PAGE. Abstracts of the Annual Meeting of the Population Approach Group in Europe.
PAGE 28 (2019) Abstr 8945 [www.page-meeting.org/?abstract=8945]
Poster: Drug/Disease modelling - Infection
Guk JJ, Guedj J, Burdet C, Andremont A, de Gunzburg J, Ducher A, Mentré F
1. INSERM, IAME, UMR 1137, F-75018 Paris, France; Université Paris Diderot, Sorbonne Paris Cité, 8 Paris, France 2. Da Volterra, Paris, France
Objectives: The administration of antibiotics leads to disruption of the intestinal microbiota, which plays an important role in various host processes, including resistance to colonization and infection by potentially pathogenic bacteria in the intestines [1,2]. We previously modeled the co-evolution of plasma and fecal concentration of free moxifloxacin, a fluoroquinolone antibiotic, and of microbiota disruption in humans . DAV132 is an oral product which delivers a powerful charcoal-based adsorbent to the late intestine, which reduces free fecal moxifloxacin concentrations in a dose-dependent manner [4,5]. We wished to develop a model of DAV132 effect on free fecal Moxifloxacin concentration using data of a randomized clinical trial where healthy volunteers received orally moxifloxacin alone or with 10 different doses of DAV132.
Methods: A total of 131 healthy volunteers (HVs) were recruited in the randomized clinical trial (Sponsored by Da Volterra) and received oral moxifloxacin (400 mg OAD) for 5 days alone or associated with various DAV132 doses for 7 days: 0 (no DAV132) 2g/d, 3g/d, 6g/d, 10g/d, 15g/d and 22.5g/d (2g/d was given BID, 22.5g/d TID, the other doses BID and TID). Plasma moxifloxacin concentrations were measured at Day 1 and Day 5 and fecal samples were taken daily from Day 1 to Day 9, at Day 12, Day 16 and Day 37 to measure free moxifloxacin concentrations by LC/MS/MS. The previously developed model of plasma and fecal moxifloxacin pharmacokinetics was used to characterize the pharmacokinetic properties of moxifloxacin and its fecal excretion . Several models accounting for DAV132 kinetics in the gastrointestinal tract were studied. The effect of the amount of charcoal in the distal ileum of the large intestine (called the fecal compartment) in reducing the free fecal moxifloxacin was modeled. The analyses were performed using nonlinear mixed effect models and the Stochastic Approximation Expectation-Maximization in Monolix 2018R2 (Lixoft, France).
Results: Plasma concentrations of moxifloxacin were well described by a two-compartment model with two-transit compartment and free fecal moxifloxacin concentrations were successfully explained by a connection to plasma concentrations through two-transit compartments.

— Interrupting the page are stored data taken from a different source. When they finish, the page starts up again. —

use thiserror::Error;

/// Unified error type for pdf-relayout-core
///
/// Geometric and fitting degradations never show up here: they are recovered
/// locally and reported through [`crate::pdf::OverlayReport`]. What remains
/// are contract violations between components and failures of the
/// collaborators around the core:
/// - Alignment and empty-document violations
/// - PDF operations (opening, extraction, composing, merging, rendering)
/// - Translation backends (API requests, external commands)
/// - Font loading
/// - Configuration and general I/O
#[derive(Error, Debug)]
pub enum Error {
    // ==========================================================================
    // Contract Errors
    // ==========================================================================
    /// Translated sequence length differs from the item sequence length
    #[error("alignment mismatch during {stage}: expected {expected} translated lines, got {actual}")]
    AlignmentMismatch {
        stage: &'static str,
        expected: usize,
        actual: usize,
    },

    /// Nothing to overlay (zero pages or zero items)
    #[error("empty document during {stage}: nothing to overlay")]
    EmptyDocument { stage: &'static str },

    // ==========================================================================
    // PDF Errors
    // ==========================================================================
    /// Failed to open or parse a PDF file
    #[error("failed to open PDF: {0}")]
    PdfOpen(String),

    /// Invalid page number requested
    #[error("invalid page number {page} (document has {total} pages)")]
    PdfInvalidPage { page: usize, total: usize },

    /// Failed to extract text geometry from a PDF page
    #[error("failed to extract text from page {page}: {reason}")]
    PdfTextExtraction { page: usize, reason: String },

    /// Failed to parse a precomputed layout (stext.json)
    #[error("failed to parse layout: {0}")]
    LayoutParse(String),

    /// Failed to rasterize a PDF page
    #[error("failed to render page {page}: {reason}")]
    PdfRender { page: usize, reason: String },

    /// Failed to merge the overlay onto the base document
    #[error("failed to merge overlay: {0}")]
    PdfMerge(String),

    /// Failed to strip text from the base document
    #[error("failed to strip original text: {0}")]
    PdfStrip(String),

    /// Failed to save a PDF
    #[error("failed to save PDF: {0}")]
    PdfSave(String),

    /// Error from the lopdf library
    #[error("lopdf error: {0}")]
    Lopdf(String),

    // ==========================================================================
    // Translation Errors
    // ==========================================================================
    /// Translation API request failed
    #[error("translation API request failed: {0}")]
    TranslationRequest(String),

    /// Invalid response from translation API
    #[error("invalid translation API response: {0}")]
    TranslationInvalidResponse(String),

    /// Rate limited by translation API
    #[error("translation rate limited{}", retry_after.map(|s| format!(", retry after {s} seconds")).unwrap_or_default())]
    TranslationRateLimited { retry_after: Option<u64> },

    /// Translation request timed out
    #[error("translation request timed out")]
    TranslationTimeout,

    /// Maximum retry attempts exceeded for translation
    #[error("translation failed after maximum retries")]
    TranslationMaxRetriesExceeded,

    /// External translator command failed
    #[error("translator command failed ({status}): {stderr}")]
    TranslationCommand { status: String, stderr: String },

    // ==========================================================================
    // Font Errors
    // ==========================================================================
    /// Failed to load or parse a TrueType font
    #[error("failed to load font: {0}")]
    FontLoad(String),

    // ==========================================================================
    // Configuration Errors
    // ==========================================================================
    /// Failed to load configuration file
    #[error("failed to load config: {0}")]
    ConfigLoad(String),

    /// Invalid configuration value
    #[error("invalid config value for '{field}': {reason}")]
    ConfigInvalid { field: String, reason: String },

    // ==========================================================================
    // I/O Errors
    // ==========================================================================
    /// General I/O error
    #[error("I/O error: {0}")]
    Io(#[from] std::io::Error),
}

pub type Result<T> = std::result::Result<T, Error>;
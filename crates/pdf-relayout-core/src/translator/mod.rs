mod abbrev;
mod command;
mod openai;
mod traits;

pub use abbrev::AbbreviationMap;
pub use command::{CommandTranslator, DEFAULT_COMMAND_TIMEOUT_SECS};
pub use openai::OpenAiTranslator;
pub use traits::{Translator, TranslatorInfo};

use crate::config::TranslatorConfig;
use crate::error::Result;
use std::sync::Arc;
use std::time::Duration;

/// Create a translator from configuration
///
/// A configured shell command takes precedence over the HTTP backend.
pub fn create_translator(config: &TranslatorConfig) -> Result<Arc<dyn Translator>> {
    if let Some(command) = config.command.as_deref().filter(|c| !c.trim().is_empty()) {
        return Ok(Arc::new(CommandTranslator::new(
            command,
            Duration::from_secs(config.command_timeout_secs),
        )));
    }

    let translator = OpenAiTranslator::new(
        config.api_base.clone(),
        config.api_key.clone(),
        config.model.clone(),
        config.retry_count,
        config.retry_delay_ms,
    )?
    .with_batch_size(config.batch_size);

    Ok(Arc::new(translator))
}
use async_trait::async_trait;
use std::process::Stdio;
use std::time::Duration;
use tokio::io::AsyncWriteExt;
use tokio::process::Command;
use tracing::{debug, warn};

use crate::config::Lang;
use crate::error::{Error, Result};
use super::traits::{Translator, TranslatorInfo};

/// Default time allowed for one command invocation
pub const DEFAULT_COMMAND_TIMEOUT_SECS: u64 = 300;

/// Translator backed by an external shell command.
///
/// The command receives one UTF-8 line per item on stdin and must print the
/// same number of lines on stdout. It runs through `/bin/sh -lc`, so pipes
/// and login-shell environment are available.
pub struct CommandTranslator {
    command: String,
    timeout: Duration,
}

impl CommandTranslator {
    pub fn new(command: impl Into<String>, timeout: Duration) -> Self {
        Self {
            command: command.into(),
            timeout,
        }
    }

    pub fn command(&self) -> &str {
        &self.command
    }

    async fn run(&self, payload: Vec<u8>) -> Result<std::process::Output> {
        let mut child = Command::new("/bin/sh")
            .arg("-lc")
            .arg(&self.command)
            .stdin(Stdio::piped())
            .stdout(Stdio::piped())
            .stderr(Stdio::piped())
            .kill_on_drop(true)
            .spawn()
            .map_err(|e| Error::TranslationCommand {
                status: "spawn failed".to_string(),
                stderr: e.to_string(),
            })?;

        // Feed stdin concurrently so a chatty command cannot deadlock on a full pipe
        let writer = child.stdin.take().map(|mut stdin| {
            tokio::spawn(async move {
                if let Err(e) = stdin.write_all(&payload).await {
                    debug!("Translator command closed stdin early: {}", e);
                }
            })
        });

        let output = child.wait_with_output().await?;
        if let Some(writer) = writer {
            let _ = writer.await;
        }
        Ok(output)
    }
}

#[async_trait]
impl Translator for CommandTranslator {
    fn info(&self) -> TranslatorInfo {
        TranslatorInfo {
            name: "Command",
            requires_api_key: false,
            supports_auto_detect: true,
        }
    }

    async fn translate_lines(&self, lines: &[String], _source: &Lang, _target: &Lang) -> Result<Vec<String>> {
        if lines.is_empty() {
            return Ok(Vec::new());
        }

        let mut payload = lines.join("\n");
        payload.push('\n');

        debug!("Running translator command on {} lines", lines.len());
        let output = tokio::time::timeout(self.timeout, self.run(payload.into_bytes()))
            .await
            .map_err(|_| Error::TranslationTimeout)??;

        if !output.status.success() {
            let stderr = String::from_utf8_lossy(&output.stderr).trim().to_string();
            warn!("Translator command failed: {}", output.status);
            return Err(Error::TranslationCommand {
                status: output.status.to_string(),
                stderr,
            });
        }

        let stdout = String::from_utf8_lossy(&output.stdout);
        Ok(stdout.lines().map(str::to_string).collect())
    }
}

#[cfg(test)]
#[allow(clippy::unwrap_used)]
mod tests {
    use super::*;

    fn lines(items: &[&str]) -> Vec<String> {
        items.iter().map(|s| (*s).to_string()).collect()
    }

    async fn run(cmd: &str, input: &[&str]) -> Result<Vec<String>> {
        CommandTranslator::new(cmd, Duration::from_secs(10))
            .translate_lines(&lines(input), &Lang::new("fr"), &Lang::new("en"))
            .await
    }

    #[tokio::test]
    async fn test_line_for_line_output() {
        let out = run("tr a-z A-Z", &["devant", "dos"]).await.unwrap();
        assert_eq!(out, vec!["DEVANT", "DOS"]);
    }

    #[tokio::test]
    async fn test_count_is_not_enforced_here() {
        let out = run("head -n 1", &["a", "b", "c"]).await.unwrap();
        assert_eq!(out, vec!["a"]);
    }

    #[tokio::test]
    async fn test_nonzero_exit_is_an_error() {
        let err = run("echo broken >&2; exit 3", &["a"]).await.unwrap_err();
        match err {
            Error::TranslationCommand { stderr, .. } => assert_eq!(stderr, "broken"),
            other => panic!("unexpected error: {other}"),
        }
    }

    #[tokio::test]
    async fn test_timeout() {
        let translator = CommandTranslator::new("sleep 5", Duration::from_millis(100));
        let err = translator
            .translate_lines(&lines(&["a"]), &Lang::new("fr"), &Lang::new("en"))
            .await
            .unwrap_err();
        assert!(matches!(err, Error::TranslationTimeout));
    }

    #[tokio::test]
    async fn test_empty_input_skips_command() {
        let out = run("exit 1", &[]).await.unwrap();
        assert!(out.is_empty());
    }
}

The elimination of moxifloxacin in feces was modeled as in , but adding a diffusion of moxifloxacin between the last transit elimination compartment and the fecal compartment. DAV132 was modeled with a transit compartment model and charcoal is assumed to be delivered in the fecal compartment. A specific model of the adsorption of charcoal and moxifloxacin in the fecal compartment was derived. This model allowed to describe the huge reduction of free fecal moxifloxacin concentrations when given 7.5 g of DAV132 TID and the low effect of small doses of DAV132.
Conclusions: The developed model was able to capture the delayed effect of moxifloxacin adsorption by charcoal following DAV132 administration and the relationship between DAV132 dose and the reduction in free fecal moxifloxacin concentrations.